__Assigned task__
Below are the records; copy each line in which "BoxStream" occurs.

[Source records]
• • • •
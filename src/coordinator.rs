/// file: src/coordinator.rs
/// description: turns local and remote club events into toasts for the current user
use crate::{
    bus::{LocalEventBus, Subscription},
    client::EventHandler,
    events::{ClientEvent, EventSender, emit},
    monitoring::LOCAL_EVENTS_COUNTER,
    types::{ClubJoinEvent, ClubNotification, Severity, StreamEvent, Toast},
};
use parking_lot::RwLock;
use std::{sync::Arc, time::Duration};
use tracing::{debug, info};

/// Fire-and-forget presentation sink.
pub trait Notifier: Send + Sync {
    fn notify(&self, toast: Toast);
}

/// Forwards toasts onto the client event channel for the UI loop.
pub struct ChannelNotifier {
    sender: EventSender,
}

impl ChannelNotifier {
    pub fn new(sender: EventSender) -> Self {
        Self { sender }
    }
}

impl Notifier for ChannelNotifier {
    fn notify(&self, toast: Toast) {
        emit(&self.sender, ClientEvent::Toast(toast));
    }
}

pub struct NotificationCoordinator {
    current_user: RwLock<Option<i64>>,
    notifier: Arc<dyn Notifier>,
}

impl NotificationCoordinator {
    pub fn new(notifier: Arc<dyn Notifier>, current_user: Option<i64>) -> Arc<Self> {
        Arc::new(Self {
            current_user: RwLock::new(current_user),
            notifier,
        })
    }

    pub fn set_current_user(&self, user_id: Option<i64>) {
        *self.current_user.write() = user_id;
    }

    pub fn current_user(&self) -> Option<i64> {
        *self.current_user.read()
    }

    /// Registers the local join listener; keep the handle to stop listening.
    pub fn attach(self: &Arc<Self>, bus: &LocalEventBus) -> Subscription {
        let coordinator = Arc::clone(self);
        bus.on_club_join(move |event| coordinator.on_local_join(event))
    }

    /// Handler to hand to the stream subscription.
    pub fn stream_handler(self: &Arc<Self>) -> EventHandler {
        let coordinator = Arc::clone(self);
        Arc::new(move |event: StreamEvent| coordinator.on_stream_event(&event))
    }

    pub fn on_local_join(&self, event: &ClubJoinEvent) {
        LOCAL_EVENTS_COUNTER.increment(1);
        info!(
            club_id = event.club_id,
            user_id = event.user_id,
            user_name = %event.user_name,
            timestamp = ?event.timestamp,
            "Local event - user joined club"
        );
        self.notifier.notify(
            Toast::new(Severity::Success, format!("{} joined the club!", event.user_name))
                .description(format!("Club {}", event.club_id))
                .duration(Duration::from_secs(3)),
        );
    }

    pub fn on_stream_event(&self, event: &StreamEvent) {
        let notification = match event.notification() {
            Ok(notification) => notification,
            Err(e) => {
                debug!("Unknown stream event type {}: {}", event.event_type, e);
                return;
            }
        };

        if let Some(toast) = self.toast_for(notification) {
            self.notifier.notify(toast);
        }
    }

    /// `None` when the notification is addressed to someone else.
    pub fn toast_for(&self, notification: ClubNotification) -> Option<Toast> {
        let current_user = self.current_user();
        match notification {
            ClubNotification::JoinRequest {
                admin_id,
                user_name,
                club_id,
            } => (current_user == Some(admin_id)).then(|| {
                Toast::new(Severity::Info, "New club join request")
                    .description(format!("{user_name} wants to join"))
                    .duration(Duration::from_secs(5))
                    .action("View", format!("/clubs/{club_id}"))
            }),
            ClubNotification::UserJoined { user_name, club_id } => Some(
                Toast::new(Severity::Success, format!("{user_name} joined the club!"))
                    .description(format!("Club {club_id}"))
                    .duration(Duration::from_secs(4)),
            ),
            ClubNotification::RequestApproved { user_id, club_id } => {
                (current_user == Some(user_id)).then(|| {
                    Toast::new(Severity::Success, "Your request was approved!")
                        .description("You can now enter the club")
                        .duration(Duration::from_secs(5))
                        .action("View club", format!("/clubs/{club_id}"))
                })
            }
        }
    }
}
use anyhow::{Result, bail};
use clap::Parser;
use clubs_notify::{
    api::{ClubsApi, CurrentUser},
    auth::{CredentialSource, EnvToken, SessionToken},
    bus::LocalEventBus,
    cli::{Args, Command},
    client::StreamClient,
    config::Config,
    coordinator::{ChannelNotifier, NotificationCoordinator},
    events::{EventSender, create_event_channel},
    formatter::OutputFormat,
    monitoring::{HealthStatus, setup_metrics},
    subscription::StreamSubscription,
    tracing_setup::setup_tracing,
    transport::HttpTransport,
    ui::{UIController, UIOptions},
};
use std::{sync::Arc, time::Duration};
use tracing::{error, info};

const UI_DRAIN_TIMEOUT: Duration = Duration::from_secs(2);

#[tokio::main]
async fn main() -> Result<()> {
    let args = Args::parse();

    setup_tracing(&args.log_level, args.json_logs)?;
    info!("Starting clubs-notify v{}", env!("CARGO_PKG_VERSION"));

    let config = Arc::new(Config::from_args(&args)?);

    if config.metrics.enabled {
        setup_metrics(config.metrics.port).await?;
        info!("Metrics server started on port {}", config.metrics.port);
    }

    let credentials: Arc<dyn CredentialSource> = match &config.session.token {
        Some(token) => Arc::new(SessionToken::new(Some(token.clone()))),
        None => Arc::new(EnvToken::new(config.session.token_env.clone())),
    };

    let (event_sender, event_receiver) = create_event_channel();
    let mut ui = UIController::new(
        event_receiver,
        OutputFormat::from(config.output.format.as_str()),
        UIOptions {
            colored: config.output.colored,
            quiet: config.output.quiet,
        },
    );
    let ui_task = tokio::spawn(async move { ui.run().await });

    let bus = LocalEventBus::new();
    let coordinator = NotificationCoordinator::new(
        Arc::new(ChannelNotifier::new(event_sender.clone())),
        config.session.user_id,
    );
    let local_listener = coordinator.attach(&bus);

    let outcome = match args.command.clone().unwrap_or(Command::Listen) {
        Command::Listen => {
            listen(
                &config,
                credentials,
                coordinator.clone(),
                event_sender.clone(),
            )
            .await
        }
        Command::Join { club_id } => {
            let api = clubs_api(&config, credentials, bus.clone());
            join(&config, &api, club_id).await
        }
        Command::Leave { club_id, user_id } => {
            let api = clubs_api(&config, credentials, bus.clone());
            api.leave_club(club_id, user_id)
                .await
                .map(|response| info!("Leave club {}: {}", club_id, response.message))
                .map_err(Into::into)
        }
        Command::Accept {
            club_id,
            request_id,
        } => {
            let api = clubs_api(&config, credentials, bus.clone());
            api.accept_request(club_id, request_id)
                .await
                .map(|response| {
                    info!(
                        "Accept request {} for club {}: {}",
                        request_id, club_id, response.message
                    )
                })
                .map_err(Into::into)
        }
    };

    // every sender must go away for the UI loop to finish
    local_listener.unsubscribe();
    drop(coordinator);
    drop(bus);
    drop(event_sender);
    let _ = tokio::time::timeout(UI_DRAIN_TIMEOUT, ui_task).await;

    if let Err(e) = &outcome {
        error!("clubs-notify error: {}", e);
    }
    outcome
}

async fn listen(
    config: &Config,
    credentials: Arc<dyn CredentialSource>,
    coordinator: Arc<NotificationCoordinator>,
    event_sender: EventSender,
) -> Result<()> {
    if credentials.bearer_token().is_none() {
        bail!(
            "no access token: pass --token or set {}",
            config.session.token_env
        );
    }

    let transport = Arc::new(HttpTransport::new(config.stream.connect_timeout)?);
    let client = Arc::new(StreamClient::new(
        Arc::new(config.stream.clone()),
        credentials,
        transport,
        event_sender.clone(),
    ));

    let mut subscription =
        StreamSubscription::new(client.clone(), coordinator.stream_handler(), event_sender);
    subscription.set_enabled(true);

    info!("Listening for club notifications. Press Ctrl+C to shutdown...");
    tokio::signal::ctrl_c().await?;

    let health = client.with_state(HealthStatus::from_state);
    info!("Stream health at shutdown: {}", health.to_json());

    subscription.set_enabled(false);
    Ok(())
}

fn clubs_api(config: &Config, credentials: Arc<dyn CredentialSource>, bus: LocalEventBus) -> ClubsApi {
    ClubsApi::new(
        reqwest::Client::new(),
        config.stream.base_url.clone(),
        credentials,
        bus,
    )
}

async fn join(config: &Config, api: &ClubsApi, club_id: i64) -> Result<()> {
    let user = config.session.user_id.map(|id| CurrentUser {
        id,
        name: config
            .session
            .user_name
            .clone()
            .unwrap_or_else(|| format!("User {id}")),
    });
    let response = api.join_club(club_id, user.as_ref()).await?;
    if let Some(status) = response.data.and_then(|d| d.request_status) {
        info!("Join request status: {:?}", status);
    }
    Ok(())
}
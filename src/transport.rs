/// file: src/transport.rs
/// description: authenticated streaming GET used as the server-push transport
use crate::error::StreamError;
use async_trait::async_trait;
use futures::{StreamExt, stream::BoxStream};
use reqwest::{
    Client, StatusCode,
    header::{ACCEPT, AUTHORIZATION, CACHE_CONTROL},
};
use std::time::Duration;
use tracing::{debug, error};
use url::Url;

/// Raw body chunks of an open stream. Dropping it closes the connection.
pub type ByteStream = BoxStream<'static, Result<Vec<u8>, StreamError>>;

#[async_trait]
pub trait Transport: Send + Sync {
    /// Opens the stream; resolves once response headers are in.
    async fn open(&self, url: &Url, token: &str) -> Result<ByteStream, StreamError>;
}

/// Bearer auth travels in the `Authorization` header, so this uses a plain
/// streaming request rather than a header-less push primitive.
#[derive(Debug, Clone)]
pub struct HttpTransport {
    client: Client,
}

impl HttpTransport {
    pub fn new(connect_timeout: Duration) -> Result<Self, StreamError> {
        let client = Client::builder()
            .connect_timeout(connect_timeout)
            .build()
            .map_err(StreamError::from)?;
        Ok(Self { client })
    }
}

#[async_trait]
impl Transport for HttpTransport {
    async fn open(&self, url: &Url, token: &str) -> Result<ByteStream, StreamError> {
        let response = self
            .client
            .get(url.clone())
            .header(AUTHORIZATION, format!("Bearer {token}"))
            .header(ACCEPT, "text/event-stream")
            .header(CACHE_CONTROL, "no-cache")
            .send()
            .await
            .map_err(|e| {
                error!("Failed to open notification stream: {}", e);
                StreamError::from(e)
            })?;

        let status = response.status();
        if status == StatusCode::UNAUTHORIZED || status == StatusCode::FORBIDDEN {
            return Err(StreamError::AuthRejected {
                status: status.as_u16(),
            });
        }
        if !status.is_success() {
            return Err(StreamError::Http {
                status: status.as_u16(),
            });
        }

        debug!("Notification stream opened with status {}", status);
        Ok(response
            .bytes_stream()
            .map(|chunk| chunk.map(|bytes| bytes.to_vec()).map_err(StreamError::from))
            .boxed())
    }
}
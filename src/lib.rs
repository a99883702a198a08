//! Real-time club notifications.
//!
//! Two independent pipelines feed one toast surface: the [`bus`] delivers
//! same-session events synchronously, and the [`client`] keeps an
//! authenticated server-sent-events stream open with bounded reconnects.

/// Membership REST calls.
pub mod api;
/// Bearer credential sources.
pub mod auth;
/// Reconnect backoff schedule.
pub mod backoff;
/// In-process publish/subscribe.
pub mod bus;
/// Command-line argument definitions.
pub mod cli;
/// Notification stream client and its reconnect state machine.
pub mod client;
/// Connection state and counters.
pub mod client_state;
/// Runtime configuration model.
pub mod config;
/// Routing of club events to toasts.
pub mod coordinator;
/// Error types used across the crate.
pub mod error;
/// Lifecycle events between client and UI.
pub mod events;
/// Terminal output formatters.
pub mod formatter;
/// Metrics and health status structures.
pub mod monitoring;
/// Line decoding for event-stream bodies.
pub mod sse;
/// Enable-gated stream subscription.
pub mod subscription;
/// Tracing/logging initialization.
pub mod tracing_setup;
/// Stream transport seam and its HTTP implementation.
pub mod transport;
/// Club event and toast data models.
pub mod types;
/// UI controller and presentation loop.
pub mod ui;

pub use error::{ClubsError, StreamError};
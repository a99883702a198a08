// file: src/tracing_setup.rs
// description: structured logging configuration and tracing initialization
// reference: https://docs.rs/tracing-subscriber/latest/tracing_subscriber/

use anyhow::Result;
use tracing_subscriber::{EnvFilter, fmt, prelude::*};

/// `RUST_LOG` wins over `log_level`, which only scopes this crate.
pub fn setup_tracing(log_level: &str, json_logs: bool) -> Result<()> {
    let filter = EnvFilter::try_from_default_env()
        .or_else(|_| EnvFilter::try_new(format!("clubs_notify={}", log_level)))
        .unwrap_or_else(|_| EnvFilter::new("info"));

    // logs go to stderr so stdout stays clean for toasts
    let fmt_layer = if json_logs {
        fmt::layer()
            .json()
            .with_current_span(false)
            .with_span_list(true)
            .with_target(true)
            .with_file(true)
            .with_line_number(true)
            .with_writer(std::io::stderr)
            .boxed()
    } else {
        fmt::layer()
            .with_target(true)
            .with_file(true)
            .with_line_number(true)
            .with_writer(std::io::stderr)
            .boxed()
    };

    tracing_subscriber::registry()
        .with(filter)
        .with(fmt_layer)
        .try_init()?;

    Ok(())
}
• • • •
__Completed task__
use futures::{StreamExt, stream::BoxStream};
pub type ByteStream = BoxStream<'static, Result<Vec<u8>, StreamError>>;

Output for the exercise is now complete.